Parallel Gospel Verses…. Part 2.

June 7, 2010 — Leave a comment

Before we look at a few of the parallel verses in the Gospel accounts let’s see where there are no parallel accounts. John Chapters 1 through 4 have many of Jesus’ words that are not reported anywhere else. I don’t know if part of that is because John’s Gospel was written several years after the others so John could read Matthew, Mark, and Luke, before he wrote his. Of course the theologians over the years have noted that difference and have not included John as a synoptic gospel.

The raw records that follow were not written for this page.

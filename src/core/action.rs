//! # Actions
//!
//! Everything that can happen becomes an `Action`.
//! User submits the form? That's `Action::Submit(input)`.
//! Backend answers? That's `Action::AnalysisSettled { .. }`.
//!
//! `update()` applies an action to the state and returns an `Effect`
//! describing any I/O the caller must perform. No I/O happens here.
//!
//! ```text
//! State + Action  →  update()  →  New State + Effect
//! ```
//!
//! ## Request lifecycle
//!
//! ```text
//! Idle ──Submit──▶ Loading ──Settled(Ok)──▶ Result
//!                     ▲    ──Settled(Err)─▶ Error
//!                     └────────Submit─────────┘
//! ```
//!
//! Every submit gets a fresh request id. Only the settlement carrying the
//! latest id is applied, so the last submit always wins.

use log::{debug, info, warn};

use crate::api::{AnalysisRequest, AnalysisResult, ClientError};
use crate::core::state::{ANALYSIS_FAILED_MESSAGE, App, DisplayState, FormInput, Status};

#[derive(Debug)]
pub enum Action {
    /// The form was submitted. The form binding guarantees both fields are filled.
    Submit(FormInput),
    /// The request identified by `request_id` finished.
    AnalysisSettled {
        request_id: u64,
        outcome: Result<AnalysisResult, ClientError>,
    },
    /// Startup reachability probe finished.
    BackendProbed(Result<String, ClientError>),
    Quit,
}

/// Side effects the caller must carry out after `update()`.
#[derive(Debug, Clone, PartialEq, Eq)]
pub enum Effect {
    None,
    /// Issue exactly one POST and report back with `AnalysisSettled { request_id, .. }`.
    SpawnAnalysis {
        request_id: u64,
        request: AnalysisRequest,
    },
    Quit,
}

pub fn update(app: &mut App, action: Action) -> Effect {
    match action {
        Action::Submit(input) => {
            app.latest_request += 1;
            let request_id = app.latest_request;
            info!(
                "Submitting review #{} for '{}' ({} chars)",
                request_id,
                input.product_name,
                input.review_chars()
            );
            // Replaces any Error/Result so nothing stale shows next to the spinner
            app.display = DisplayState::Loading;
            app.status = Status::Analyzing;
            Effect::SpawnAnalysis {
                request_id,
                request: AnalysisRequest::from(&input),
            }
        }
        Action::AnalysisSettled {
            request_id,
            outcome,
        } => {
            if request_id != app.latest_request {
                debug!(
                    "Ignoring settlement of superseded request #{} (latest is #{})",
                    request_id, app.latest_request
                );
                return Effect::None;
            }
            match outcome {
                Ok(payload) => {
                    info!(
                        "Request #{} succeeded: sentiment={}, key_points_len={}",
                        request_id,
                        payload.sentiment,
                        payload.key_points.len()
                    );
                    app.status = Status::AnalysisComplete;
                    app.display = DisplayState::Result { payload };
                }
                Err(e) => {
                    warn!("Request #{} failed: {}", request_id, e);
                    app.status = Status::AnalysisFailed;
                    app.display = DisplayState::Error {
                        message: ANALYSIS_FAILED_MESSAGE.to_string(),
                    };
                }
            }
            Effect::None
        }
        Action::BackendProbed(outcome) => {
            let status = match outcome {
                Ok(message) => {
                    info!("Backend reachable: {}", message);
                    Status::BackendOnline
                }
                Err(e) => {
                    warn!("Backend probe failed: {}", e);
                    Status::BackendUnreachable
                }
            };
            // Reachability is only shown until the first submit
            if app.display == DisplayState::Idle {
                app.status = status;
            } else {
                debug!("Probe finished after first submit, keeping {:?}", app.status);
            }
            Effect::None
        }
        Action::Quit => Effect::Quit,
    }
}

#[cfg(test)]
mod tests {
    use super::*;
    use crate::test_support::test_app;

    fn review() -> FormInput {
        FormInput::new("Phone X", "Battery lasts two days and the screen is great.")
    }

    fn settle_ok(app: &mut App, request_id: u64, payload: AnalysisResult) -> Effect {
        update(
            app,
            Action::AnalysisSettled {
                request_id,
                outcome: Ok(payload),
            },
        )
    }

    fn settle_err(app: &mut App, request_id: u64) -> Effect {
        update(
            app,
            Action::AnalysisSettled {
                request_id,
                outcome: Err(ClientError::Network("connection refused".to_string())),
            },
        )
    }

    #[test]
    fn test_submit_enters_loading_and_requests_once() {
        let mut app = test_app();
        let effect = update(&mut app, Action::Submit(review()));

        assert_eq!(app.display, DisplayState::Loading);
        assert_eq!(
            effect,
            Effect::SpawnAnalysis {
                request_id: 1,
                request: AnalysisRequest {
                    product_name: "Phone X".to_string(),
                    review_text: "Battery lasts two days and the screen is great.".to_string(),
                },
            }
        );
    }

    #[test]
    fn test_success_shows_result() {
        let mut app = test_app();
        update(&mut app, Action::Submit(review()));
        let payload = AnalysisResult::new("positive", "Good battery\nGreat screen");
        let effect = settle_ok(&mut app, 1, payload.clone());

        assert_eq!(effect, Effect::None);
        assert_eq!(app.display, DisplayState::Result { payload });
        assert_eq!(app.status, Status::AnalysisComplete);
    }

    #[test]
    fn test_failure_shows_fixed_message() {
        let mut app = test_app();
        update(&mut app, Action::Submit(review()));
        settle_err(&mut app, 1);

        assert_eq!(app.display.error_message(), Some(ANALYSIS_FAILED_MESSAGE));
    }

    #[test]
    fn test_api_and_parse_errors_look_the_same_to_the_user() {
        for err in [
            ClientError::Api {
                status: 422,
                message: "bad input".to_string(),
            },
            ClientError::Parse("missing field `sentiment`".to_string()),
        ] {
            let mut app = test_app();
            update(&mut app, Action::Submit(review()));
            update(
                &mut app,
                Action::AnalysisSettled {
                    request_id: 1,
                    outcome: Err(err),
                },
            );
            assert_eq!(app.display.error_message(), Some(ANALYSIS_FAILED_MESSAGE));
        }
    }

    #[test]
    fn test_resubmit_clears_previous_result() {
        let mut app = test_app();
        update(&mut app, Action::Submit(review()));
        settle_ok(&mut app, 1, AnalysisResult::new("positive", "Good"));

        update(&mut app, Action::Submit(review()));
        assert_eq!(app.display, DisplayState::Loading);
        assert!(app.display.result().is_none());
    }

    #[test]
    fn test_resubmit_clears_previous_error() {
        let mut app = test_app();
        update(&mut app, Action::Submit(review()));
        settle_err(&mut app, 1);

        update(&mut app, Action::Submit(review()));
        assert_eq!(app.display, DisplayState::Loading);
        assert!(app.display.error_message().is_none());
    }

    #[test]
    fn test_error_after_result_drops_the_result() {
        let mut app = test_app();
        update(&mut app, Action::Submit(review()));
        settle_ok(&mut app, 1, AnalysisResult::new("positive", "Good"));
        update(&mut app, Action::Submit(review()));
        settle_err(&mut app, 2);

        assert!(app.display.result().is_none());
        assert!(app.display.error_message().is_some());
    }

    #[test]
    fn test_latest_submit_wins() {
        let mut app = test_app();
        update(&mut app, Action::Submit(review()));
        update(&mut app, Action::Submit(review()));
        assert_eq!(app.latest_request, 2);

        // Second request settles first, then the superseded one arrives late
        let fresh = AnalysisResult::new("negative", "Too slow");
        settle_ok(&mut app, 2, fresh.clone());
        settle_err(&mut app, 1);

        assert_eq!(app.display, DisplayState::Result { payload: fresh });
    }

    #[test]
    fn test_stale_settlement_does_not_end_loading() {
        let mut app = test_app();
        update(&mut app, Action::Submit(review()));
        update(&mut app, Action::Submit(review()));
        settle_ok(&mut app, 1, AnalysisResult::new("positive", "Old"));

        assert_eq!(app.display, DisplayState::Loading);
    }

    #[test]
    fn test_probe_only_touches_status() {
        let mut app = test_app();
        update(&mut app, Action::BackendProbed(Ok("running".to_string())));
        assert_eq!(app.display, DisplayState::Idle);
        assert_eq!(app.status, Status::BackendOnline);

        update(
            &mut app,
            Action::BackendProbed(Err(ClientError::Network("refused".to_string()))),
        );
        assert_eq!(app.display, DisplayState::Idle);
        assert_eq!(app.status, Status::BackendUnreachable);
    }

    #[test]
    fn test_late_probe_keeps_loading_status() {
        let mut app = test_app();
        update(&mut app, Action::Submit(review()));
        update(&mut app, Action::BackendProbed(Ok("running".to_string())));
        assert_eq!(app.status, Status::Analyzing);
        assert_eq!(app.display, DisplayState::Loading);
    }

    #[test]
    fn test_probe_after_settlement_keeps_outcome_status() {
        let mut app = test_app();
        update(&mut app, Action::Submit(review()));
        settle_ok(&mut app, 1, AnalysisResult::new("positive", "Good"));
        update(&mut app, Action::BackendProbed(Ok("running".to_string())));
        assert_eq!(app.status, Status::AnalysisComplete);

        let mut app = test_app();
        update(&mut app, Action::Submit(review()));
        settle_err(&mut app, 1);
        update(&mut app, Action::BackendProbed(Ok("running".to_string())));
        assert_eq!(app.status, Status::AnalysisFailed);
        assert_eq!(app.display.error_message(), Some(ANALYSIS_FAILED_MESSAGE));
    }

    #[test]
    fn test_quit() {
        let mut app = test_app();
        assert_eq!(update(&mut app, Action::Quit), Effect::Quit);
    }
}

Enough of that; let’s look at some typical parallel verses.

Matthew 8:1-4

When he came down from the mountain, great crowds followed him.2 And behold, a leper came to him and knelt before him, saying, “Lord, if you will, you can make me clean.”3 And Jesus stretched out his hand and touched him, saying, “I will; be clean.” And immediately his leprosy was cleansed.4 And Jesus said to him, “See that you say nothing to anyone, but go, show yourself to the priest and offer the gift that Moses commanded, for a proof to them.” 

Mark 1:40-45

And a leper came to him, imploring him, and kneeling said to him, “If you will, you can make me clean.”41 Moved with pity, he stretched out his hand and touched him and said to him, “I will; be clean.”42 And immediately the leprosy left him, and he was made clean.43 And Jesus sternly charged him and sent him away at once,44 and said to him, “See that you say nothing to anyone, but go, show yourself to the priest and offer for your cleansing what Moses commanded, for a proof to them.“45

Luke 5:12-16

While he was in one of the cities, there came a man full of leprosy. And when he saw Jesus, he fell on his face and begged him, “Lord, if you will, you can make me clean.”13 And Jesus stretched out his hand and touched him, saying, “I will; be clean.” And immediately the leprosy left him.14 And he charged him to tell no one, but “go and show yourself to the priest, and make an offering for your cleansing, as Moses commanded, for a proof to them.”15 But now even more the report about him went abroad, and great crowds gathered to hear him and to be healed of their infirmities.16 But he would withdraw to desolate places and pray.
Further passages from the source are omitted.